BEGIN TASK DATA

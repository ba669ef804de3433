#![forbid(unsafe_code)]

//! Key-value persistence for page preferences.
//!
//! Components never touch browser storage directly. They receive a
//! [`KeyValueStore`], which the web host backs with `localStorage` and tests
//! back with [`MemoryStore`].
//!
//! # Failure Modes
//!
//! | Failure | Cause | Behavior |
//! |---------|-------|----------|
//! | `StorageError::Unavailable` | Storage disabled (private mode, sandboxed frame) | Caller logs, keeps going |
//! | `StorageError::Rejected` | Quota exceeded or security error on write | Caller logs, keeps going |
//! | `StorageError::Poisoned` | In-memory lock poisoned | Caller logs, keeps going |

use std::collections::HashMap;
use std::fmt;
use std::sync::RwLock;

/// Errors that can occur while reading or writing persisted preferences.
#[derive(Debug, Clone, PartialEq, Eq)]
pub enum StorageError {
    /// The backing store cannot be reached at all.
    Unavailable(String),
    /// The store refused a write or read.
    Rejected(String),
    /// Internal lock was poisoned.
    Poisoned,
}

impl fmt::Display for StorageError {
    fn fmt(&self, f: &mut fmt::Formatter<'_>) -> fmt::Result {
        match self {
            StorageError::Unavailable(msg) => write!(f, "storage unavailable: {msg}"),
            StorageError::Rejected(msg) => write!(f, "storage rejected operation: {msg}"),
            StorageError::Poisoned => write!(f, "storage lock poisoned"),
        }
    }
}

impl std::error::Error for StorageError {}

/// Result type for storage operations.
pub type StorageResult<T> = Result<T, StorageError>;

/// String key-value persistence, modelled on the Web Storage API.
pub trait KeyValueStore {
    /// Human-readable name for logging.
    fn name(&self) -> &str;

    /// Read a value. `Ok(None)` when the key has never been written.
    fn get(&self, key: &str) -> StorageResult<Option<String>>;

    /// Write a value, replacing any previous one.
    fn set(&self, key: &str, value: &str) -> StorageResult<()>;

    /// Remove a key. Removing an absent key is not an error.
    fn remove(&self, key: &str) -> StorageResult<()>;
}

impl<S: KeyValueStore + ?Sized> KeyValueStore for &S {
    fn name(&self) -> &str {
        (**self).name()
    }

    fn get(&self, key: &str) -> StorageResult<Option<String>> {
        (**self).get(key)
    }

    fn set(&self, key: &str, value: &str) -> StorageResult<()> {
        (**self).set(key, value)
    }

    fn remove(&self, key: &str) -> StorageResult<()> {
        (**self).remove(key)
    }
}

/// In-memory store for tests and for hosts without persistent storage.
///
/// Values are lost when the page unloads.
#[derive(Default)]
pub struct MemoryStore {
    data: RwLock<HashMap<String, String>>,
}

impl MemoryStore {
    /// Create an empty store.
    #[must_use]
    pub fn new() -> Self {
        Self::default()
    }

    /// Create a store pre-populated with `entries`.
    #[must_use]
    pub fn with_entries<K, V>(entries: impl IntoIterator<Item = (K, V)>) -> Self
    where
        K: Into<String>,
        V: Into<String>,
    {
        let data = entries
            .into_iter()
            .map(|(k, v)| (k.into(), v.into()))
            .collect();
        Self {
            data: RwLock::new(data),
        }
    }

    /// Number of stored keys.
    #[must_use]
    pub fn len(&self) -> usize {
        self.data.read().map(|g| g.len()).unwrap_or(0)
    }

    /// Whether the store holds no keys.
    #[must_use]
    pub fn is_empty(&self) -> bool {
        self.len() == 0
    }
}

impl KeyValueStore for MemoryStore {
    fn name(&self) -> &str {
        "MemoryStore"
    }

    fn get(&self, key: &str) -> StorageResult<Option<String>> {
        let guard = self.data.read().map_err(|_| StorageError::Poisoned)?;
        Ok(guard.get(key).cloned())
    }

    fn set(&self, key: &str, value: &str) -> StorageResult<()> {
        let mut guard = self.data.write().map_err(|_| StorageError::Poisoned)?;
        guard.insert(key.to_owned(), value.to_owned());
        Ok(())
    }

    fn remove(&self, key: &str) -> StorageResult<()> {
        let mut guard = self.data.write().map_err(|_| StorageError::Poisoned)?;
        guard.remove(key);
        Ok(())
    }
}

impl fmt::Debug for MemoryStore {
    fn fmt(&self, f: &mut fmt::Formatter<'_>) -> fmt::Result {
        f.debug_struct("MemoryStore")
            .field("entries", &self.len())
            .finish()
    }
}

/// Read `key`, logging and discarding failures.
///
/// Preferences are best-effort: an unreadable store behaves like an empty one.
pub(crate) fn read_or_none<S: KeyValueStore + ?Sized>(store: &S, key: &str) -> Option<String> {
    match store.get(key) {
        Ok(value) => value,
        Err(error) => {
            tracing::warn!(backend = %store.name(), key, %error, "failed to read preference");
            None
        }
    }
}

END TASK DATA

■ **EXERCISE DETAILS**: In the entries above, find each line with the word "Option" and show it.

■ **THE ANSWER**:
    fn get(&self, key: &str) -> StorageResult<Option<String>>;
    fn get(&self, key: &str) -> StorageResult<Option<String>> {
    fn get(&self, key: &str) -> StorageResult<Option<String>> {
pub(crate) fn read_or_none<S: KeyValueStore + ?Sized>(store: &S, key: &str) -> Option<String> {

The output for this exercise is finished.